#### [REQUIRED ACTION]
Report all lines of the data below that hold the word "derive".

#### [LISTED ENTRIES]
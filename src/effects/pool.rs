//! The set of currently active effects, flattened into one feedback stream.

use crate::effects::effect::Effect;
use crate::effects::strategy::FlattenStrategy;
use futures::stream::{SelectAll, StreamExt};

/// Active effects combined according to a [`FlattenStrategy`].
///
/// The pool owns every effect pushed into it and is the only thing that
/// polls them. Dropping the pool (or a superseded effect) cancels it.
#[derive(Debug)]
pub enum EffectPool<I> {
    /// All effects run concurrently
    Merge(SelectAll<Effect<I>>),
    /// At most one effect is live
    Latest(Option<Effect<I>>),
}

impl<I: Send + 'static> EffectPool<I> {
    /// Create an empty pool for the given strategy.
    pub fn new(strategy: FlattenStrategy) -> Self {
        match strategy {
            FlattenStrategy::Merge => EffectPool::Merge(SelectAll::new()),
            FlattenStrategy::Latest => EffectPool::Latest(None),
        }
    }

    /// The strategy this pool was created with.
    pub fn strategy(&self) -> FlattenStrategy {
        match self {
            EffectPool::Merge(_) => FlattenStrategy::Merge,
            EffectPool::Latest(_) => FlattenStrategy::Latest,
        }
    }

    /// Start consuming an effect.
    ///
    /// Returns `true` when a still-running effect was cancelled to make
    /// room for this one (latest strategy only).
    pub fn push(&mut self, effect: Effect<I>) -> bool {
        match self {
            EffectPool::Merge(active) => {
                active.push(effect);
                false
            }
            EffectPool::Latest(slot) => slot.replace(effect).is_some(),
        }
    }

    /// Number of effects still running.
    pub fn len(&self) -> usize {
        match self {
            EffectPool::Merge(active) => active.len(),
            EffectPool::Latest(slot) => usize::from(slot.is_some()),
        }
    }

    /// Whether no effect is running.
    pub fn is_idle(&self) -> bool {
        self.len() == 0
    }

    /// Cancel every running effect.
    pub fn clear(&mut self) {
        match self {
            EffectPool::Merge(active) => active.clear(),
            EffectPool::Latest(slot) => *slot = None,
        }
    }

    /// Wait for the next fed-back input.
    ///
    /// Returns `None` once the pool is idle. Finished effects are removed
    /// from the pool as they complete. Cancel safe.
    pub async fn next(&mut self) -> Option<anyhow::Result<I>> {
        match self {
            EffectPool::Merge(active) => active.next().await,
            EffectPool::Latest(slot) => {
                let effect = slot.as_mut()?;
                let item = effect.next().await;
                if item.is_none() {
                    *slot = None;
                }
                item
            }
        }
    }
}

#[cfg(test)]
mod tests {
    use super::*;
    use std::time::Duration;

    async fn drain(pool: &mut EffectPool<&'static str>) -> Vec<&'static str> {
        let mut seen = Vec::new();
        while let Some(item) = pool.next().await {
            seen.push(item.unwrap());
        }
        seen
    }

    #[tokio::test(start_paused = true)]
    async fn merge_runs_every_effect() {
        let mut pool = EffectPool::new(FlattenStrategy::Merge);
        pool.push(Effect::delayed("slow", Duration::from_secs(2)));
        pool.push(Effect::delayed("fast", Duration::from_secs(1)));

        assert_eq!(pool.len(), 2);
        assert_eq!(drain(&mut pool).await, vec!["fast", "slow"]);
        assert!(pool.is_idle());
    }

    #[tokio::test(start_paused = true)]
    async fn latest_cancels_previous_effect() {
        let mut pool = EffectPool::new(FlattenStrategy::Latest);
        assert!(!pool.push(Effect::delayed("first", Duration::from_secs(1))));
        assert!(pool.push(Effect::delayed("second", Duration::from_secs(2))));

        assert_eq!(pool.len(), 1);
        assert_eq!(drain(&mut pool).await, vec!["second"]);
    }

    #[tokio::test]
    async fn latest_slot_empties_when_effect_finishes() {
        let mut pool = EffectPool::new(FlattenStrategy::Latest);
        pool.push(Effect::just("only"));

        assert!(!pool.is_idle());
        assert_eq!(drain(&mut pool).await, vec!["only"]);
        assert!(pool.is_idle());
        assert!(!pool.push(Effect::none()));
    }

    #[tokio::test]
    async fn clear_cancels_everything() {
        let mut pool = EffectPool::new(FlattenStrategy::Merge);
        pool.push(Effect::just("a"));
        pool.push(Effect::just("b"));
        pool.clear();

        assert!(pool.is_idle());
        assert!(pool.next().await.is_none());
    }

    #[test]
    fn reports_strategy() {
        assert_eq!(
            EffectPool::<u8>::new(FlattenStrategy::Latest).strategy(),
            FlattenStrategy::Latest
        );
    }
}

---

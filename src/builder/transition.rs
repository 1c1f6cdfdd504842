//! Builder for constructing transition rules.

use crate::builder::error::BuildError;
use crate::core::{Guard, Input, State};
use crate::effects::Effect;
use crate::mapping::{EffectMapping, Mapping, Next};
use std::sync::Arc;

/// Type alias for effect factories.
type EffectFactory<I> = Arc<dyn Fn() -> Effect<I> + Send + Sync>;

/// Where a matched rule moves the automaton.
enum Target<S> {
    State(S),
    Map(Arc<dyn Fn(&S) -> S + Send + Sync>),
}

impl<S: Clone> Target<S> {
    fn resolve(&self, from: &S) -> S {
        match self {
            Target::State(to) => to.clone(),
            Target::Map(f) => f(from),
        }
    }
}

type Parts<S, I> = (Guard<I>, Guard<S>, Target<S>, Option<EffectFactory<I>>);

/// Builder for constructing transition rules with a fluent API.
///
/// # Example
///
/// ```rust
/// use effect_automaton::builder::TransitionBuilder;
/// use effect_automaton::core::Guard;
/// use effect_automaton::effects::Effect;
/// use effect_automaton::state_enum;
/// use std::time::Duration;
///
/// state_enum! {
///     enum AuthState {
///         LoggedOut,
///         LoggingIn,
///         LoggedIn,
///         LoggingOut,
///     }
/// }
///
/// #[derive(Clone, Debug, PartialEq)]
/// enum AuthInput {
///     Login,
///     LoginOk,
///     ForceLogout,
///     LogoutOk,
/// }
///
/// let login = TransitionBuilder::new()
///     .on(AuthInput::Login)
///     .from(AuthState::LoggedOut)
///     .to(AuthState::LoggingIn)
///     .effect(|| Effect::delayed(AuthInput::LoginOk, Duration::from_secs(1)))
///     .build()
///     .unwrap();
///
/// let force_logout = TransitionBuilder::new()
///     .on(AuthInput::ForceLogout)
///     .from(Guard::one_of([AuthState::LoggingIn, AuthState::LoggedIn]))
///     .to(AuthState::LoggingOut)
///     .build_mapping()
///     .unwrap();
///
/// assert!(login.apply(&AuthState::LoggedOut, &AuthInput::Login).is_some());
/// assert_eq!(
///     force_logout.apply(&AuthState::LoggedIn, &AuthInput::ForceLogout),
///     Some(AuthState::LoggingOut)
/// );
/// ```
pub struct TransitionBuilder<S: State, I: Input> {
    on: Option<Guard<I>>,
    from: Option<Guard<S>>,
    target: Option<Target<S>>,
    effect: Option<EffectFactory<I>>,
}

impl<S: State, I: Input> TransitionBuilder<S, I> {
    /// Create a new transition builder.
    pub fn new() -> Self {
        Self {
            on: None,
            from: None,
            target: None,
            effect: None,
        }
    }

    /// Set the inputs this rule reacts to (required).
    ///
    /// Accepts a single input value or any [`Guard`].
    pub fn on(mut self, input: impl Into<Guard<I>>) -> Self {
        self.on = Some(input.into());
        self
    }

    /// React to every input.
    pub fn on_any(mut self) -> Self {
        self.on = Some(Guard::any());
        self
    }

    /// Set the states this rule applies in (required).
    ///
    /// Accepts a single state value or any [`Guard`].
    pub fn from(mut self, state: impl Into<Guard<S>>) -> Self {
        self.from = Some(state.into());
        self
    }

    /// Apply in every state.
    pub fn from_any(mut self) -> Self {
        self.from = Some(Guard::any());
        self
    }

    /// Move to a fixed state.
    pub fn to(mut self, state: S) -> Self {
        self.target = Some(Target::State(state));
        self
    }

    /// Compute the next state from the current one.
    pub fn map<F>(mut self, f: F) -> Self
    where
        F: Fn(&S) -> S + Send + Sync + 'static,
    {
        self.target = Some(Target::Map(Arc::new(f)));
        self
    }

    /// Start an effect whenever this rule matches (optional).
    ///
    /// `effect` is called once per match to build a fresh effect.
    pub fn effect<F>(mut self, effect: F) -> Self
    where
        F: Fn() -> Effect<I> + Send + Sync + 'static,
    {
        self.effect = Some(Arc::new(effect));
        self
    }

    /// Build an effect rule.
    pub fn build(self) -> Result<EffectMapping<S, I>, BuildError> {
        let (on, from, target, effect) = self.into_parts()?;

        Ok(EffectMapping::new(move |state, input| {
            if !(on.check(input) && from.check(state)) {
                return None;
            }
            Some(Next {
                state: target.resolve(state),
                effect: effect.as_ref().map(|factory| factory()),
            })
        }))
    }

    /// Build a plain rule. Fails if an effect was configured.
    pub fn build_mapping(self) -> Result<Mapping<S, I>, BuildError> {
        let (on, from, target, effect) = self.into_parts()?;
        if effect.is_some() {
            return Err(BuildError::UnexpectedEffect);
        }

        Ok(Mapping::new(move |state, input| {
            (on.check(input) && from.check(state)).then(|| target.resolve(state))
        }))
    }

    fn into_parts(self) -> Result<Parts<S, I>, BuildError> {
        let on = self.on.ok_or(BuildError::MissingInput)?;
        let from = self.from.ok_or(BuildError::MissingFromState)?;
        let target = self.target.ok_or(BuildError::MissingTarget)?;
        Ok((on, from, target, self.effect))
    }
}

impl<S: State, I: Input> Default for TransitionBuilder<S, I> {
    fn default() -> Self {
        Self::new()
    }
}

#### [EXERCISE RESPONSE]
#[derive(Debug)]
/// #[derive(Clone, Debug, PartialEq)]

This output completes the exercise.